:: TASK DESCRIPTION ::
Using the entries below, write out the line with "let last_period = series", the line with "let window = i64::try_from(history_tail).unwrap_or(i64::MAX);", and every line in between, exactly as each is written.

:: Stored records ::
════

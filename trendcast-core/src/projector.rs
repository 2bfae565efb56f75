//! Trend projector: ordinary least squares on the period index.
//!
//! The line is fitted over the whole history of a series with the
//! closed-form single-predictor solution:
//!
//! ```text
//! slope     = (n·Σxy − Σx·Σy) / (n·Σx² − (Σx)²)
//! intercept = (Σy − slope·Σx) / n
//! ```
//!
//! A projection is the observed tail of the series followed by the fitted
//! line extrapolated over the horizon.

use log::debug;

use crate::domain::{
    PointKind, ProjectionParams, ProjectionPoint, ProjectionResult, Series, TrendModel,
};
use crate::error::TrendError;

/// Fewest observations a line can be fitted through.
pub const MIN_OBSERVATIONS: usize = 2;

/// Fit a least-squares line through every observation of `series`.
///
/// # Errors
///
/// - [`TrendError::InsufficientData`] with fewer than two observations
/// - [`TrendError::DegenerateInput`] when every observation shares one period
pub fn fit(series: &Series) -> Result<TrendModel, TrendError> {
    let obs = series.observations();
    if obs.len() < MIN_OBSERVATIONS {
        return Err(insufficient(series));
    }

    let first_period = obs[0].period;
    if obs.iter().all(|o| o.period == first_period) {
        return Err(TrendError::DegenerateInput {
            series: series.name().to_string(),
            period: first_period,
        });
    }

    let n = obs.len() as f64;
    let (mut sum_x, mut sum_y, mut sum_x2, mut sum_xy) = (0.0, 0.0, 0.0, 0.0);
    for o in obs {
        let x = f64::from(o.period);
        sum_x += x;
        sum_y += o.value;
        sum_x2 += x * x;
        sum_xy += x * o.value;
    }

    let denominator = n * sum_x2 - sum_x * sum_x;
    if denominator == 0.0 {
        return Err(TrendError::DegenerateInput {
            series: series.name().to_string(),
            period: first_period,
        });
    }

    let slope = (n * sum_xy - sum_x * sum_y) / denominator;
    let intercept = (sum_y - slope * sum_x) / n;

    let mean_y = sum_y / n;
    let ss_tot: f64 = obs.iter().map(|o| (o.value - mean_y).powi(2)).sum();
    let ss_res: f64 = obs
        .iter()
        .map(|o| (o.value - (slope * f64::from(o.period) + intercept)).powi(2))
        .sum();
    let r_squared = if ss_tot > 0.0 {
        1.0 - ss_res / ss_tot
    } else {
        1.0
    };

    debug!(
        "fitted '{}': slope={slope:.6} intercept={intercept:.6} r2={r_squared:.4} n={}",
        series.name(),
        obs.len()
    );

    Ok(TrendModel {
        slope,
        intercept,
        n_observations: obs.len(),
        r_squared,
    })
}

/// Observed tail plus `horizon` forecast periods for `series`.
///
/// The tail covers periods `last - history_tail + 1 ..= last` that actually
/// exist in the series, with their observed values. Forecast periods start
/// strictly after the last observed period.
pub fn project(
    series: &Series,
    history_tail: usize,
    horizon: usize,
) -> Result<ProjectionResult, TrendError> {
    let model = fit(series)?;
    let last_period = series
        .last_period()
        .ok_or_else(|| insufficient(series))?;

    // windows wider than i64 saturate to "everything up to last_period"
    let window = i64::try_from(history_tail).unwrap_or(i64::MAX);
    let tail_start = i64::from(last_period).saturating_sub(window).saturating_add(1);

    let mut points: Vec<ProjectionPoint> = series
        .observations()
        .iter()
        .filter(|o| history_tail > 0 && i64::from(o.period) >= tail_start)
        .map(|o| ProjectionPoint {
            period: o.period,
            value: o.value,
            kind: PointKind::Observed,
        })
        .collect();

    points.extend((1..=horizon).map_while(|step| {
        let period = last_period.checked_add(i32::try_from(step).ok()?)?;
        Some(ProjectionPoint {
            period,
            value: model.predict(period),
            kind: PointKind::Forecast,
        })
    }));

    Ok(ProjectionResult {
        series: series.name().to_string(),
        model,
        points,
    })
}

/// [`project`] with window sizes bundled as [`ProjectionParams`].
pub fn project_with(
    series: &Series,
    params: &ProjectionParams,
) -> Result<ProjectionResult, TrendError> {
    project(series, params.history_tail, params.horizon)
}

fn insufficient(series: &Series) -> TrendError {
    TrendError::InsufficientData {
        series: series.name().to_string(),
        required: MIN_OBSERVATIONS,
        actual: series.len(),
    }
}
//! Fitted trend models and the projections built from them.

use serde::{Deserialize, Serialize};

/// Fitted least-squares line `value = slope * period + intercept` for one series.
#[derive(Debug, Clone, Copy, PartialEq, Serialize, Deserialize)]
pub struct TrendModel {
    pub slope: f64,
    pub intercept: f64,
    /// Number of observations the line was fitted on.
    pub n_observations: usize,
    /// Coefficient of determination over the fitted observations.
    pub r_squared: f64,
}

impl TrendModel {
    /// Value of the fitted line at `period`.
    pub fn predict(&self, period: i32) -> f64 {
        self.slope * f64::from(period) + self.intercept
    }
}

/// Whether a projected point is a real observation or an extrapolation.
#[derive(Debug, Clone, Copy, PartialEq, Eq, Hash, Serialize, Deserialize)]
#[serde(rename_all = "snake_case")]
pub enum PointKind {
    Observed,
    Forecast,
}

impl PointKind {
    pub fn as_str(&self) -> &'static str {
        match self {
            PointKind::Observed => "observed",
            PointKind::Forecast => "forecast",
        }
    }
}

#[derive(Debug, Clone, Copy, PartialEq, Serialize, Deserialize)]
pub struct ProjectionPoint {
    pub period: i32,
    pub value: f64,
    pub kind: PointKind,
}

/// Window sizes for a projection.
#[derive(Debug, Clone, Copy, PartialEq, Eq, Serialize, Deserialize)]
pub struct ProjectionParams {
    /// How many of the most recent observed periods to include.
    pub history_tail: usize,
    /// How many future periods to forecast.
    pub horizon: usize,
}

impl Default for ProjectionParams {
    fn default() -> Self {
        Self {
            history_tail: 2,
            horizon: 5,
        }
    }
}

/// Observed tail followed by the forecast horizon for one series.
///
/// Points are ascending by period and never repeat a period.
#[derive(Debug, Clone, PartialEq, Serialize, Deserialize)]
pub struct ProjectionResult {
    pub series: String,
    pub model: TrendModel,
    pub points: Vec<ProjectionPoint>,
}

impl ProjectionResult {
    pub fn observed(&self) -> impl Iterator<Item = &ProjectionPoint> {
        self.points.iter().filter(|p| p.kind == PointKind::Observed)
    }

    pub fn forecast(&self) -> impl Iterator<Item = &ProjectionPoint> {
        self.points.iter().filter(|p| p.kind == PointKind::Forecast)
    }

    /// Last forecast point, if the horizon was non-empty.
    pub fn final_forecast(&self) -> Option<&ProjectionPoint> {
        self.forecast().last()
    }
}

════

:: RESPONSE AREA ::
    let last_period = series
        .last_period()
        .ok_or_else(|| insufficient(series))?;

    // windows wider than i64 saturate to "everything up to last_period"
    let window = i64::try_from(history_tail).unwrap_or(i64::MAX);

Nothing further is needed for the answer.